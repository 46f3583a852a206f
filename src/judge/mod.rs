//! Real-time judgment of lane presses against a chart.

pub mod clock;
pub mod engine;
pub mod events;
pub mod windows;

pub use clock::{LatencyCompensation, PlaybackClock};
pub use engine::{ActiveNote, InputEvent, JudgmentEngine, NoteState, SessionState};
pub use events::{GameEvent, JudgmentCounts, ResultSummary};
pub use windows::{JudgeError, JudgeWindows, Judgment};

### [Your goal]
When you reply, retype each line exactly as it appears above.

### [Expected answer]
repository 46f3583a852a206f
filename src/judge/mod.rs
//! Real-time judgment of lane presses against a chart.

pub mod clock;
pub mod engine;
pub mod events;
pub mod windows;

pub use clock::{LatencyCompensation, PlaybackClock};
pub use engine::{ActiveNote, InputEvent, JudgmentEngine, NoteState, SessionState};
pub use events::{GameEvent, JudgmentCounts, ResultSummary};
pub use windows::{JudgeError, JudgeWindows, Judgment};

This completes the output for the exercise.